* TASK STATEMENT
Of all the lines below, output only those starting at the one with "let id = OrderIdentifier::classify(&record.order_id);" and ending at the one with "let (min_days, max_days)", both ends included, exactly as written.

━━━━━ RECORD EXTRACTS ━━━━━

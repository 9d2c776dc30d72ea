//! Deterministic mock order-state engine.
//!
//! Orders are never stored. Every read synthesizes the record again from the
//! identifier: the [`BehaviorTag`] fixes the record's shape and the identifier's
//! seed drives everything that varies between orders (items, dates, carrier,
//! address). Each concern draws from its own seeded stream, so tracking built
//! on its own matches the tracking embedded in a full record.
//!
//! Dates are offsets back from an anchor instant held by the engine. Two reads
//! through the same engine are identical; reads on the same UTC day are
//! identical across processes.

pub mod catalog;

use chrono::{DateTime, NaiveTime, TimeDelta, Utc};
use rand::rngs::StdRng;
use rand::seq::IndexedRandom;
use rand::{Rng, SeedableRng};

use crate::types::{
    Address, BehaviorTag, CurrencyCode, CustomerId, LineItem, OrderIdentifier, OrderRecord, Price,
    ReturnDetails, ReturnId, ReturnStatus, TrackingEvent, TrackingInfo, TrackingShape,
};

use self::catalog::{CARRIERS, CITIES, Carrier, HUBS, PRODUCTS, STREETS, WAREHOUSE};

/// Owner used when an identifier has no numeric part and no caller is known.
pub const GUEST_CUSTOMER: &str = "CUST-GUEST";

/// Independent random streams, one per derived concern.
#[derive(Debug, Clone, Copy)]
enum Stream {
    Items = 1,
    Dates = 2,
    Address = 3,
    Tracking = 4,
    Return = 5,
    Shipment = 6,
    Billing = 7,
    History = 8,
}

/// Order states a customer's history is drawn from. `E` never appears.
const HISTORY_SUFFIXES: &[Option<char>] = &[
    Some('D'),
    Some('D'),
    Some('T'),
    Some('S'),
    Some('P'),
    Some('R'),
    Some('C'),
    Some('F'),
    None,
];

fn rng_for(seed: u64, stream: Stream) -> StdRng {
    const MIX: u64 = 0x9e37_79b9_7f4a_7c15;
    StdRng::seed_from_u64(seed ^ (stream as u64).wrapping_mul(MIX))
}

/// Synthesizes order records and tracking from identifiers.
#[derive(Debug, Clone, Copy)]
pub struct MockStateEngine {
    anchor: DateTime<Utc>,
}

impl Default for MockStateEngine {
    fn default() -> Self {
        Self::new()
    }
}

impl MockStateEngine {
    /// An engine anchored at the start of the current UTC day.
    #[must_use]
    pub fn new() -> Self {
        let today = Utc::now().date_naive().and_time(NaiveTime::MIN).and_utc();
        Self::anchored_at(today)
    }

    /// An engine whose generated dates all lie before `anchor`.
    #[must_use]
    pub const fn anchored_at(anchor: DateTime<Utc>) -> Self {
        Self { anchor }
    }

    /// The instant generated dates count back from.
    #[must_use]
    pub const fn anchor(&self) -> DateTime<Utc> {
        self.anchor
    }

    /// Build the full record for `order_id`.
    ///
    /// `customer_id` only matters when the identifier has no numeric part;
    /// otherwise the owner is derived from the number.
    #[must_use]
    pub fn build_record(&self, order_id: &str, customer_id: Option<&str>) -> OrderRecord {
        self.record_for(&OrderIdentifier::classify(order_id), customer_id)
    }

    /// Build the tracking for `order_id`, `None` when the order has not shipped.
    #[must_use]
    pub fn build_tracking(&self, order_id: &str) -> Option<TrackingInfo> {
        self.tracking_for(&OrderIdentifier::classify(order_id))
    }

    /// Build the full record for an already classified identifier.
    #[must_use]
    pub fn record_for(&self, id: &OrderIdentifier, customer_id: Option<&str>) -> OrderRecord {
        let created_at = self.placed_at(id);
        let items = line_items(id);
        let total = items
            .iter()
            .fold(Price::zero(CurrencyCode::USD), |acc, item| {
                acc + item.line_total()
            });
        let tracking = self.tracking_for(id);
        let updated_at = self.last_change(id, created_at, tracking.as_ref());
        let shipping_address = address(id);

        OrderRecord {
            order_id: id.as_str().to_owned(),
            customer_id: owner(id, customer_id),
            status: id.tag(),
            created_at,
            updated_at,
            items,
            total,
            billing_address: billing_address(id, &shipping_address),
            shipping_address,
            tracking,
        }
    }

    /// Build tracking for an already classified identifier.
    #[must_use]
    pub fn tracking_for(&self, id: &OrderIdentifier) -> Option<TrackingInfo> {
        let shape = id.tag().tracking_shape();
        if !shape.is_tracked() {
            return None;
        }

        let mut rng = rng_for(id.seed(), Stream::Tracking);
        let carrier = CARRIERS.choose(&mut rng)?;
        let tracking_number = tracking_number(carrier, &mut rng);
        let shipped_at = self.shipped_at(id);
        let destination = address(id);
        let destination = format!("{}, {}", destination.city, destination.region);

        let events = match shape {
            TrackingShape::None => return None,
            TrackingShape::CarrierOnly => Vec::new(),
            TrackingShape::WithEvents => transit_events(&mut rng, shipped_at),
            TrackingShape::Delivered => delivered_events(&mut rng, shipped_at, &destination),
        };

        let estimated_delivery = (shape != TrackingShape::Delivered)
            .then(|| shipped_at + TimeDelta::days(rng.random_range(3..=5)));

        Some(TrackingInfo {
            carrier: carrier.name.to_owned(),
            tracking_url: format!("{}{tracking_number}", carrier.tracking_url),
            tracking_number,
            status: id.tag(),
            estimated_delivery,
            last_location: events.last().map(|event| event.location.clone()),
            events,
        })
    }

    /// Recent orders owned by `customer_id`, newest first.
    ///
    /// Owners are derived from order numbers, so `CUST-1xx` owns every order
    /// whose number ends in `xx`; the history is a stable sample of two to six
    /// of them. Any other customer id owns no numbered orders.
    #[must_use]
    pub fn customer_orders(&self, customer_id: &str) -> Vec<OrderRecord> {
        let Some(slot) = customer_slot(customer_id) else {
            return Vec::new();
        };

        let mut rng = rng_for(slot, Stream::History);
        let count: u64 = rng.random_range(2..=6);
        let mut records: Vec<OrderRecord> = (0..count)
            .map(|index| {
                let number = 1000 + 100 * index + slot;
                let raw = match HISTORY_SUFFIXES.choose(&mut rng).copied().flatten() {
                    Some(suffix) => format!("ORD-{number}-{suffix}"),
                    None => format!("ORD-{number}"),
                };
                self.build_record(&raw, None)
            })
            .collect();
        records.sort_by(|a, b| b.created_at.cmp(&a.created_at));
        records
    }

    /// The record after a successful cancellation.
    #[must_use]
    pub fn cancelled(&self, mut record: OrderRecord) -> OrderRecord {
        record.status = BehaviorTag::Cancelled;
        record.tracking = None;
        record.updated_at = self.anchor;
        record
    }

    /// The record and return request after a successful return.
    ///
    /// `line_ids` must already be resolved against the record; an empty slice
    /// returns every line.
    #[must_use]
    pub fn returned(
        &self,
        mut record: OrderRecord,
        line_ids: &[String],
        reason: &str,
    ) -> (OrderRecord, ReturnDetails) {
        let selected: Vec<&LineItem> = if line_ids.is_empty() {
            record.items.iter().collect()
        } else {
            record
                .items
                .iter()
                .filter(|item| line_ids.contains(&item.line_id))
                .collect()
        };

        let refund_amount = selected
            .iter()
            .fold(Price::zero(record.total.currency_code), |acc, item| {
                acc + item.line_total()
            });
        let items = selected.iter().map(|item| item.line_id.clone()).collect();

        let id = OrderIdentifier::classify(&record.order_id);
        let mut rng = rng_for(id.seed(), Stream::Return);
        let return_id = ReturnId::new(format!("RET-{:04}", rng.random_range(0..10_000)));

        record.updated_at = self.anchor;
        let details = ReturnDetails {
            return_id,
            status: ReturnStatus::Initiated,
            reason: reason.to_owned(),
            items,
            refund_amount,
        };
        (record, details)
    }

    fn placed_at(&self, id: &OrderIdentifier) -> DateTime<Utc> {
        let mut rng = rng_for(id.seed(), Stream::Dates);
        let (min_days, max_days) = age_in_days(id.tag());
        let days = rng.random_range(min_days..=max_days);
        let hours = rng.random_range(1..=23);
        self.anchor - TimeDelta::days(days) - TimeDelta::hours(hours)
    }

    fn last_change(
        &self,
        id: &OrderIdentifier,
        created_at: DateTime<Utc>,
        tracking: Option<&TrackingInfo>,
    ) -> DateTime<Utc> {
        if let Some(event) = tracking.and_then(|t| t.events.last()) {
            return event.timestamp;
        }
        if id.tag() == BehaviorTag::Pending {
            return created_at;
        }
        let mut rng = rng_for(id.seed(), Stream::Dates);
        let mut changed = created_at + TimeDelta::hours(rng.random_range(1..=12));
        if tracking.is_some() {
            // Carrier-only tracking has no scans; the handover is the latest change.
            changed = changed.max(self.shipped_at(id));
        }
        changed.min(self.anchor)
    }

    /// When the carrier took the parcel. Only meaningful for tracked states.
    fn shipped_at(&self, id: &OrderIdentifier) -> DateTime<Utc> {
        let mut rng = rng_for(id.seed(), Stream::Shipment);
        self.placed_at(id) + TimeDelta::hours(rng.random_range(18..=36))
    }
}

/// How long ago an order in each state was placed, in days.
const fn age_in_days(tag: BehaviorTag) -> (i64, i64) {
    match tag {
        BehaviorTag::Pending | BehaviorTag::NotFound => (0, 1),
        BehaviorTag::Processing => (1, 2),
        BehaviorTag::ReadyForPickup | BehaviorTag::Shipped => (2, 4),
        BehaviorTag::InTransit => (4, 6),
        BehaviorTag::Delivered => (8, 21),
        BehaviorTag::Cancelled | BehaviorTag::Failed => (1, 10),
    }
}

fn owner(id: &OrderIdentifier, customer_id: Option<&str>) -> CustomerId {
    match id.numeric_id() {
        Some(number) => CustomerId::new(format!("CUST-{}", 100 + number % 100)),
        None => CustomerId::new(customer_id.unwrap_or(GUEST_CUSTOMER)),
    }
}

fn line_items(id: &OrderIdentifier) -> Vec<LineItem> {
    let mut rng = rng_for(id.seed(), Stream::Items);
    let count = rng.random_range(1..=3);
    let products: Vec<_> = PRODUCTS.choose_multiple(&mut rng, count).collect();

    products
        .into_iter()
        .enumerate()
        .map(|(index, product)| LineItem {
            line_id: format!("{}-L{}", id.as_str(), index + 1),
            sku: product.sku.to_owned(),
            name: product.name.to_owned(),
            quantity: rng.random_range(1..=3),
            unit_price: Price::from_cents(product.price_cents, CurrencyCode::USD),
        })
        .collect()
}

fn address(id: &OrderIdentifier) -> Address {
    random_address(&mut rng_for(id.seed(), Stream::Address))
}

/// Most customers bill to the delivery address.
fn billing_address(id: &OrderIdentifier, shipping: &Address) -> Address {
    let mut rng = rng_for(id.seed(), Stream::Billing);
    if rng.random_bool(0.7) {
        shipping.clone()
    } else {
        random_address(&mut rng)
    }
}

fn random_address(rng: &mut StdRng) -> Address {
    let (city, region, postcode) = CITIES.choose(rng).copied().unwrap_or(CITIES_FALLBACK);
    let street = STREETS.choose(rng).copied().unwrap_or("Main Street");
    let number: u32 = rng.random_range(10..=9_999);

    Address {
        line_1: format!("{number} {street}"),
        city: city.to_owned(),
        region: region.to_owned(),
        postcode: postcode.to_owned(),
        country: "US".to_owned(),
    }
}

/// `CUST-100` to `CUST-199` map to slots `0..100`.
fn customer_slot(customer_id: &str) -> Option<u64> {
    let customer_id = customer_id.trim();
    let number: u64 = customer_id.strip_prefix("CUST-")?.parse().ok()?;
    let canonical = customer_id == format!("CUST-{number}");
    (canonical && (100..200).contains(&number)).then(|| number - 100)
}

const CITIES_FALLBACK: (&str, &str, &str) = ("Reno", "NV", "89501");

fn tracking_number(carrier: &Carrier, rng: &mut StdRng) -> String {
    let digits: String = (0..carrier.number_digits)
        .map(|_| char::from(b'0' + rng.random_range(0..10_u8)))
        .collect();
    format!("{}{digits}", carrier.number_prefix)
}

fn hub(rng: &mut StdRng) -> String {
    HUBS.choose(rng).copied().unwrap_or(WAREHOUSE).to_owned()
}

fn event(timestamp: DateTime<Utc>, location: impl Into<String>, description: &str) -> TrackingEvent {
    TrackingEvent {
        timestamp,
        location: location.into(),
        description: description.to_owned(),
    }
}

/// One to three scans: pickup, then hub arrivals.
fn transit_events(rng: &mut StdRng, shipped_at: DateTime<Utc>) -> Vec<TrackingEvent> {
    let count = rng.random_range(1..=3);
    let mut at = shipped_at;
    let mut events = vec![event(at, WAREHOUSE, "Picked up by carrier")];

    for index in 1..count {
        at += TimeDelta::hours(rng.random_range(6..=12));
        let description = if index % 2 == 1 {
            "Arrived at carrier facility"
        } else {
            "Departed carrier facility"
        };
        events.push(event(at, hub(rng), description));
    }
    events
}

/// Pickup, hub scans, out for delivery, delivered.
fn delivered_events(
    rng: &mut StdRng,
    shipped_at: DateTime<Utc>,
    destination: &str,
) -> Vec<TrackingEvent> {
    let mut at = shipped_at;
    let mut events = vec![event(at, WAREHOUSE, "Picked up by carrier")];

    for _ in 0..rng.random_range(1..=2) {
        at += TimeDelta::hours(rng.random_range(8..=20));
        events.push(event(at, hub(rng), "Arrived at carrier facility"));
    }

    at += TimeDelta::hours(rng.random_range(8..=20));
    events.push(event(at, destination, "Out for delivery"));
    at += TimeDelta::hours(rng.random_range(2..=8));
    events.push(event(at, destination, "Delivered"));
    events
}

━━━━━

* ANSWER FOR THIS EXERCISE
        let id = OrderIdentifier::classify(&record.order_id);
        let mut rng = rng_for(id.seed(), Stream::Return);
        let return_id = ReturnId::new(format!("RET-{:04}", rng.random_range(0..10_000)));

        record.updated_at = self.anchor;
        let details = ReturnDetails {
            return_id,
            status: ReturnStatus::Initiated,
            reason: reason.to_owned(),
            items,
            refund_amount,
        };
        (record, details)
    }

    fn placed_at(&self, id: &OrderIdentifier) -> DateTime<Utc> {
        let mut rng = rng_for(id.seed(), Stream::Dates);
        let (min_days, max_days) = age_in_days(id.tag());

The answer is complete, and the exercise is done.